--- DATASET RECORDS Enclosed Below ---

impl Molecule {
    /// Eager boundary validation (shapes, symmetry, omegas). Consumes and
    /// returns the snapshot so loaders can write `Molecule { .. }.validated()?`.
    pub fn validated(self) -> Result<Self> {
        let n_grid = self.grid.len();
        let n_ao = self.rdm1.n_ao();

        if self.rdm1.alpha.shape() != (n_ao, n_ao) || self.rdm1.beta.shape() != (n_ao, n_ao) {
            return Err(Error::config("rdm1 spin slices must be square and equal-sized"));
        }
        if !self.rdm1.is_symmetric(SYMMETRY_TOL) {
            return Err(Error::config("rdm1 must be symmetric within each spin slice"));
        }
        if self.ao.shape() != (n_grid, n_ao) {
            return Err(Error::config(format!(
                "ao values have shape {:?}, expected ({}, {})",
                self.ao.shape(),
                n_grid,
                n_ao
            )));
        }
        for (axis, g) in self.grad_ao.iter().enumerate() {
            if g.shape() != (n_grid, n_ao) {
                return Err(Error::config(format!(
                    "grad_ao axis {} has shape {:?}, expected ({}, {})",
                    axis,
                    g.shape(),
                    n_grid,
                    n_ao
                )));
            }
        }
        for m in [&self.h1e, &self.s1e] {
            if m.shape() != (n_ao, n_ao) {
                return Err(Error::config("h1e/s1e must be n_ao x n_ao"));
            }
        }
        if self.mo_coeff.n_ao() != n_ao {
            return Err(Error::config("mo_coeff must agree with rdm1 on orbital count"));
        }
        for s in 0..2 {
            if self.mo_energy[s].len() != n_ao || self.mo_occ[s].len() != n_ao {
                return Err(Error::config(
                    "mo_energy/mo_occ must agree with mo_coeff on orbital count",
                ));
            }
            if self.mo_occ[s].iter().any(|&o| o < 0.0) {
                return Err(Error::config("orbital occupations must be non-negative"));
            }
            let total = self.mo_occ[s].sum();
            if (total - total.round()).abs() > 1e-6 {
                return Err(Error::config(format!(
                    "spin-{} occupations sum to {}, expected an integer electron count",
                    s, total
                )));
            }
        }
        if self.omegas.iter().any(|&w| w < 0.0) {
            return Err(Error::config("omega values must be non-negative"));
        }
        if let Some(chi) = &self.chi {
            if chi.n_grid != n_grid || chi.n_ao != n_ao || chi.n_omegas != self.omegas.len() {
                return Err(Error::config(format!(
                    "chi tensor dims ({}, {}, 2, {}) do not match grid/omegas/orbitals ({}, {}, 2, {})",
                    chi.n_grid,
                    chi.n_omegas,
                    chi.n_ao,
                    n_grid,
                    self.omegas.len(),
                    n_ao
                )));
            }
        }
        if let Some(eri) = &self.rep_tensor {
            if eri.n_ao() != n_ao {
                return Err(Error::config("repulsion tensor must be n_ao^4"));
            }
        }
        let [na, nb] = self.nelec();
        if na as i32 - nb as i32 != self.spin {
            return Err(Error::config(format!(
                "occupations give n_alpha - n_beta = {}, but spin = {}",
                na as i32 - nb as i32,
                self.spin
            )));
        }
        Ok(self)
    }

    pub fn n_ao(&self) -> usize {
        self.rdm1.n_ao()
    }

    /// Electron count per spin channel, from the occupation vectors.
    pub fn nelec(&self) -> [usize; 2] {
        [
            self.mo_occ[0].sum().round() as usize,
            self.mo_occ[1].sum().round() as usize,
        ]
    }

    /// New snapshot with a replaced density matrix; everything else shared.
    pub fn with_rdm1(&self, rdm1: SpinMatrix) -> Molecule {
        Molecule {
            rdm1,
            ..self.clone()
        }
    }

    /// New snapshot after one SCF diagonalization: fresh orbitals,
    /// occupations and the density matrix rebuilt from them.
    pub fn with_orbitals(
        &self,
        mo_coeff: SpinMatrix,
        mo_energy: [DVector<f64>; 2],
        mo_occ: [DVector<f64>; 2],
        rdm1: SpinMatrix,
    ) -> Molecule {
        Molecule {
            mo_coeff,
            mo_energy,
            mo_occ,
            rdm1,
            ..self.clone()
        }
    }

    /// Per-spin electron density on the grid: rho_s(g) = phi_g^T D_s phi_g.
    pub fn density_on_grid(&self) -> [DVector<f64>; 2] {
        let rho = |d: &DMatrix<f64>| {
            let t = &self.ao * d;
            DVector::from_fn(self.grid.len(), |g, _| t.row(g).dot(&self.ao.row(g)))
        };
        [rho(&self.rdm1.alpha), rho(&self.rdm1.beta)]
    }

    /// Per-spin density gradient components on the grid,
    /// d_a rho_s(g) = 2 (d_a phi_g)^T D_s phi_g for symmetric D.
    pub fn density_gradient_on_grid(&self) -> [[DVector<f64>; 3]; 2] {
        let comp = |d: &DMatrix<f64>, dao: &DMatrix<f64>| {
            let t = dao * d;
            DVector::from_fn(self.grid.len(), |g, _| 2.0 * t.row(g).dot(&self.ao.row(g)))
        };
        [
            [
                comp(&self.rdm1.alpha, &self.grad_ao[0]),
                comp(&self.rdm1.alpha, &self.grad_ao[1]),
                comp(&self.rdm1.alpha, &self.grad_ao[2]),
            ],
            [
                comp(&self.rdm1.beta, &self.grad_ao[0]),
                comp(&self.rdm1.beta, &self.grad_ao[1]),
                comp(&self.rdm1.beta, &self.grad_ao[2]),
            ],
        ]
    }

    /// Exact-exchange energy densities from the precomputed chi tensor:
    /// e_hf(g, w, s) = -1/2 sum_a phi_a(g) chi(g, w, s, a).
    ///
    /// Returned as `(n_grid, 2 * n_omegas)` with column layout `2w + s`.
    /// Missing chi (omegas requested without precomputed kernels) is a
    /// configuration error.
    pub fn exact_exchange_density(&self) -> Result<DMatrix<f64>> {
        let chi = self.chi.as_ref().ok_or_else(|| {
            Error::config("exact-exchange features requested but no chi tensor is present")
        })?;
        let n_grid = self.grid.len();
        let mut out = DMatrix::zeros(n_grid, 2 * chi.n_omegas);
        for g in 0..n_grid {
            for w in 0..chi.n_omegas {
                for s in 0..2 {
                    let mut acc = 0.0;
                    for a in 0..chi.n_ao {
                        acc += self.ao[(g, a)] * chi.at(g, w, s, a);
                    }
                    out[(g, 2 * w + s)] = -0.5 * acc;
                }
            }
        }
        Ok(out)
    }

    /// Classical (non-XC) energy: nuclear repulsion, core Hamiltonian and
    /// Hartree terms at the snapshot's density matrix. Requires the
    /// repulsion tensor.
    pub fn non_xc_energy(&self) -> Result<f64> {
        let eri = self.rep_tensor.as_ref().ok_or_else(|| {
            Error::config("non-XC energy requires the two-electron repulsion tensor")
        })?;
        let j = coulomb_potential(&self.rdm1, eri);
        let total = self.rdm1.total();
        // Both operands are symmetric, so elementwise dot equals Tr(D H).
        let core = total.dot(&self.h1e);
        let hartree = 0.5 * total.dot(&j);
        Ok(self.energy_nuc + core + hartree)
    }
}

--- End of Enclosed DATASET RECORDS ---
--- DATASET RECORDS Enclosed Below ---

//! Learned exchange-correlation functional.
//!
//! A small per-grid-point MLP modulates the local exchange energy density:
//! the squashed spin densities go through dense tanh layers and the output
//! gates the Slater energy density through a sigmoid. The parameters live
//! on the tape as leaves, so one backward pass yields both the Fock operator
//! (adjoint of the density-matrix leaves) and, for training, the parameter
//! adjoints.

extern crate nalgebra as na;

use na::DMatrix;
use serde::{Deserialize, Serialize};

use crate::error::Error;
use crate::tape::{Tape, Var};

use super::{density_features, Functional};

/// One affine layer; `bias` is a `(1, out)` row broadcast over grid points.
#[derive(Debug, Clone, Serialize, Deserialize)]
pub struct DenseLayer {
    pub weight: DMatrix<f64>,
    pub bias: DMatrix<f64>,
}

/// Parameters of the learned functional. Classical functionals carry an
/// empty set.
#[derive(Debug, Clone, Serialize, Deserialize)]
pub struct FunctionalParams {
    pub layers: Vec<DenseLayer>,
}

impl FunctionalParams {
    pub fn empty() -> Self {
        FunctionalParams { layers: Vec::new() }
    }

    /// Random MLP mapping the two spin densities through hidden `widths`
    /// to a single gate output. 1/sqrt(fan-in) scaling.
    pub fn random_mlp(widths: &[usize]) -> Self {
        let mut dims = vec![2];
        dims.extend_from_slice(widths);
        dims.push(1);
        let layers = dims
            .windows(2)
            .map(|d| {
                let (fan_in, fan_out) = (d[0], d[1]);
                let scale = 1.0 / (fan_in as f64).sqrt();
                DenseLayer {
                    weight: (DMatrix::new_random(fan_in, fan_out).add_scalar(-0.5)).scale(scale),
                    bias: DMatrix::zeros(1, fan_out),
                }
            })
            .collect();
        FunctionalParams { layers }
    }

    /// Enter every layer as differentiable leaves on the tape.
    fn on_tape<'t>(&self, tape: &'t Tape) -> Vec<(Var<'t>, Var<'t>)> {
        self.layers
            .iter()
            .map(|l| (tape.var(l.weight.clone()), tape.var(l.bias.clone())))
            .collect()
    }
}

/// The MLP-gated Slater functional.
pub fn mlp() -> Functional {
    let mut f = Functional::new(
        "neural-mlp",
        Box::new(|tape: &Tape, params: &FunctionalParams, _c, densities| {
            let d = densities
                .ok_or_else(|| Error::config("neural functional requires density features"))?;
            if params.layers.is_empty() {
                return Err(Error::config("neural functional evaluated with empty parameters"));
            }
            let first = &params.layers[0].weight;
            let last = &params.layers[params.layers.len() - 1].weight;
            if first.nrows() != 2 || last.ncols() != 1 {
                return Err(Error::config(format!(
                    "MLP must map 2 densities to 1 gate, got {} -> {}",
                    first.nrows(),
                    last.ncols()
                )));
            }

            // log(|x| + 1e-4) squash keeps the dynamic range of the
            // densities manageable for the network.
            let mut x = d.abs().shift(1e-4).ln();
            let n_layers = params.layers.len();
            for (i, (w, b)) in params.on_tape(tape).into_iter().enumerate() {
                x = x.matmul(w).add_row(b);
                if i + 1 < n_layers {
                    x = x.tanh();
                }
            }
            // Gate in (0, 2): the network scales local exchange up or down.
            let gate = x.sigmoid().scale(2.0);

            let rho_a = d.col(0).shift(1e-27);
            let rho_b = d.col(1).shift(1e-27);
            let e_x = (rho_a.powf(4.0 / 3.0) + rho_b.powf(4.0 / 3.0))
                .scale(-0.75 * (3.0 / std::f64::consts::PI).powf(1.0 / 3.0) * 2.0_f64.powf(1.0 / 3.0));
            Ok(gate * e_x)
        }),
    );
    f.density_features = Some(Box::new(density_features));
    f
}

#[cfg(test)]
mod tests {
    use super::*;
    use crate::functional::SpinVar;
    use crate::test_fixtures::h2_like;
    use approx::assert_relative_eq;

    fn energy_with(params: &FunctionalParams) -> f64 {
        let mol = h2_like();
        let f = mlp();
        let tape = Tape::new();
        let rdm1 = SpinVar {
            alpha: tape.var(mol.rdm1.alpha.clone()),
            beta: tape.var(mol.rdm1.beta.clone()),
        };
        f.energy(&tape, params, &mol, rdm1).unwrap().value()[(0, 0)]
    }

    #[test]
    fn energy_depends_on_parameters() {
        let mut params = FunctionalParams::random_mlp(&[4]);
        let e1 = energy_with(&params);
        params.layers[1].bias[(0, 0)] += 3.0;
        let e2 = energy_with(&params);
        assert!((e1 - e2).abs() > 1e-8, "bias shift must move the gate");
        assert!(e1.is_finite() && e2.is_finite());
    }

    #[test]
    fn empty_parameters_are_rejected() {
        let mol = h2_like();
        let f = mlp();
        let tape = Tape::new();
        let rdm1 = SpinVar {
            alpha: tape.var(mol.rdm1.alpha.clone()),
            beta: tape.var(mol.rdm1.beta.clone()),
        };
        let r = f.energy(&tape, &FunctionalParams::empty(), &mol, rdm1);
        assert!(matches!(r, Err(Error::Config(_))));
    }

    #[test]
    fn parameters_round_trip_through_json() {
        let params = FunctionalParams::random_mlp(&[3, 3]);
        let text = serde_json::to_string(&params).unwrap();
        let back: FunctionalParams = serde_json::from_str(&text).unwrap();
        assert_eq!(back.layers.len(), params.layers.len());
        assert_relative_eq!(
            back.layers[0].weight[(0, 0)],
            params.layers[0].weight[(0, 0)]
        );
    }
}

--- End of Enclosed DATASET RECORDS ---

• _ASSIGNMENT_
Reproduce the entries above exactly, but only the lines between the line holding "let mut x = d.abs().shift(1e-4).ln();" and the line holding "let rho_a = d.col(0).shift(1e-27);", inclusive.

• _EXPECTED OUTPUT_
            let mut x = d.abs().shift(1e-4).ln();
            let n_layers = params.layers.len();
            for (i, (w, b)) in params.on_tape(tape).into_iter().enumerate() {
                x = x.matmul(w).add_row(b);
                if i + 1 < n_layers {
                    x = x.tanh();
                }
            }
            // Gate in (0, 2): the network scales local exchange up or down.
            let gate = x.sigmoid().scale(2.0);

            let rho_a = d.col(0).shift(1e-27);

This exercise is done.